Auch wenn der Film und ebenso das zwei Jahre später folgende „Lo sceicco bianco“ wenig nachhaltigen Eindruck hinterließen, so sind die typischen Fellini-Themen hier schon angelegt. Das zeigt „Die Müßiggänger“ aus dem Jahr 1953, mit dem Fellini sein erster Hit gelinge sollte. In der Geschichte der Clique um Moraldo (Franco Interlenghi) und Fausto (Franco Fabrizi) verarbeitete der Filmemacher seine eigene Jugend in einer Satire, die mal augenzwinkernd, mal tragikomisch die vom Zwang zum Nichtstun geprägte italienische Provinz (durchaus liebevoll gemeint) aufs Korn nimmt. Der Faschismus hat vor allem die ländlichen Regionen ausbluten lassen und wenn denn hier noch jemand nach etwas strebt, dann nach Rom.
„Die Müßiggänger“ gehört zur filmischen Bewegung gegen die Verwirrungen des faschistischen Regimes und seiner Wurzeln. Statt Propaganda- und/oder pompöse Historien-Filme zu schaffen, wird im Neorealismus der Alltag der Menschen inszeniert, auch um das Kino zu entmystifizieren. Es sollte nicht um die abstrakten Lehren der großen Geschichten und Herrschern, sondern um die menschlichen Belange der Bürgerschaft gehen, deren Repräsentanz auf der Leinwand auf deren Ermächtigung oder zumindest Ermündigung abzielte. Wie in „Die Müßiggänger“ zu sehen ist, war dies auch nicht verklärend gemeint, vielmehr ging es um die schonungslose Auseinandersetzung mit sich selbst durch die Hauptfiguren, denen man zum ersten Mal in der Kinogeschichte ähnelte. Im Falle von Fellini heißt das in seinem ersten großen Film: Junge Erwachsene haben keine Arbeit und werden von ihren (zum Teil autoritär erziehenden) Eltern dermaßen geprägt, dass sie zu kindischen Tagträumern verkommen, die sich in der Schönheit der Frauen zu versenken versuchen.
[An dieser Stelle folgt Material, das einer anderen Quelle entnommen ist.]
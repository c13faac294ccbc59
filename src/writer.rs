//! High-level API for writing assembled reports to disk.

use crate::error::{Error, Result};
use crate::models::ReportFormat;
use crate::report::Report;
use log::debug;
use std::fs;
use std::path::{Path, PathBuf};

/// Writer for saving a [`Report`] as JSON or MessagePack.
///
/// # Examples
///
/// ```no_run
/// use farm_report::{FarmReader, ReportWriter};
///
/// let report = FarmReader::from_file("farm.bin")?.report()?;
///
/// ReportWriter::new("output_dir")
///     .write(&report, "farm")?;
/// # Ok::<(), farm_report::Error>(())
/// ```
pub struct ReportWriter {
    output_directory: PathBuf,
    format: ReportFormat,
    pretty: bool,
}

impl ReportWriter {
    /// Create a writer that saves pretty JSON into `output_directory`.
    ///
    /// # Examples
    ///
    /// ```no_run
    /// use farm_report::ReportWriter;
    ///
    /// let writer = ReportWriter::new("./output");
    /// ```
    pub fn new<P: AsRef<Path>>(output_directory: P) -> Self {
        Self {
            output_directory: output_directory.as_ref().to_path_buf(),
            format: ReportFormat::Json,
            pretty: true,
        }
    }

    /// Set the output format. Default is JSON.
    pub fn format(mut self, format: ReportFormat) -> Self {
        self.format = format;
        self
    }

    /// Indent JSON output. Ignored for MessagePack. Default is `true`.
    pub fn pretty(mut self, pretty: bool) -> Self {
        self.pretty = pretty;
        self
    }

    /// Path the report for `stem` is written to.
    pub fn output_path(&self, stem: &str) -> PathBuf {
        self.output_directory
            .join(format!("{}.{}", stem, self.format.extension()))
    }

    fn encode(&self, report: &Report) -> Result<Vec<u8>> {
        match self.format {
            ReportFormat::Json if self.pretty => Ok(report.to_json()?.into_bytes()),
            ReportFormat::Json => Ok(report.to_json_compact()?.into_bytes()),
            ReportFormat::MessagePack => report.to_msgpack(),
        }
    }

    /// Write the report to `<output_directory>/<stem>.<ext>`, creating the directory if needed.
    ///
    /// # Errors
    ///
    /// Returns an error if:
    /// - The output directory cannot be created
    /// - The report cannot be serialized
    /// - The file cannot be written
    pub fn write(&self, report: &Report, stem: &str) -> Result<PathBuf> {
        self.write_with_stats(report, stem).map(|stats| stats.path)
    }

    /// Write the report and return statistics about the write operation.
    pub fn write_with_stats(&self, report: &Report, stem: &str) -> Result<WriteStats> {
        let bytes = self.encode(report)?;

        fs::create_dir_all(&self.output_directory)?;
        let path = self.output_path(stem);
        fs::write(&path, &bytes)?;
        debug!("Wrote {} bytes to {}", bytes.len(), path.display());

        Ok(WriteStats {
            path,
            format: self.format,
            bytes_written: bytes.len(),
            num_sections: report.sections().len(),
        })
    }
}

/// Statistics about a report write operation.
#[derive(Debug, Clone)]
pub struct WriteStats {
    /// File the report was written to
    pub path: PathBuf,
    pub format: ReportFormat,
    pub bytes_written: usize,
    /// Page sections present in the report
    pub num_sections: usize,
}

impl WriteStats {
    /// Get a human-readable summary of the write operation.
    pub fn summary(&self) -> String {
        format!(
            "Wrote {} section(s), {} bytes of {} to {}",
            self.num_sections,
            self.bytes_written,
            self.format.extension(),
            self.path.display()
        )
    }
}

/// Builder for configuring report write options.
///
/// # Examples
///
/// ```no_run
/// use farm_report::{FarmReader, ReportFormat, ReportWriterBuilder};
///
/// let report = FarmReader::from_file("farm.bin")?.report()?;
///
/// ReportWriterBuilder::new()
///     .output_directory("./output")
///     .format(ReportFormat::MessagePack)
///     .build()?
///     .write(&report, "farm")?;
/// # Ok::<(), farm_report::Error>(())
/// ```
pub struct ReportWriterBuilder {
    output_directory: Option<PathBuf>,
    format: ReportFormat,
    pretty: bool,
}

impl ReportWriterBuilder {
    /// Create a new report writer builder with default options.
    pub fn new() -> Self {
        Self {
            output_directory: None,
            format: ReportFormat::Json,
            pretty: true,
        }
    }

    /// Set the output directory.
    pub fn output_directory<P: AsRef<Path>>(mut self, path: P) -> Self {
        self.output_directory = Some(path.as_ref().to_path_buf());
        self
    }

    /// Set the output format.
    pub fn format(mut self, format: ReportFormat) -> Self {
        self.format = format;
        self
    }

    /// Set whether JSON output is indented.
    pub fn pretty(mut self, pretty: bool) -> Self {
        self.pretty = pretty;
        self
    }

    /// Build the report writer.
    ///
    /// # Errors
    ///
    /// Returns an error if output_directory was not set.
    pub fn build(self) -> Result<ReportWriter> {
        let output_directory = self
            .output_directory
            .ok_or_else(|| Error::NullInput("Output directory not set".to_string()))?;

        Ok(ReportWriter {
            output_directory,
            format: self.format,
            pretty: self.pretty,
        })
    }
}

impl Default for ReportWriterBuilder {
    fn default() -> Self {
        Self::new()
    }
}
Realismus heißt in diesem Fall aber nicht sprödes, klinisches Kino, sondern durchaus auch ein Sinn für opulente Musik und magische Momente. Wenn die Strolche sich zu einer Party zusammenfinden, dann ist das nah am Zirkus und einer Freakshow, demgegenüber Fellini eine ambivalente Beziehung pflegte. Angezogen von der Ästhetik folgt in seinen Filmen auch immer die anschließende Depression nach den Feierlichkeiten, die das hohle Moment der Realitätsflucht bravourös in Szene setzen. Eine Flucht vor der deprimierenden Provinz, die im grauen Winter noch nicht mal etwas von Urlaub hat. Verantwortung wollen sie ebenso von sich fernhalten wie jeden Anflug von Melancholie, doch die Ziel- und Perspektivlosigkeit ist unerbittlich, was damals, wie leider auch heute noch immer gilt, denn so sehr sie es sich auch wünschen, vor Schuld und Lügen sind auch sie nicht gefeit.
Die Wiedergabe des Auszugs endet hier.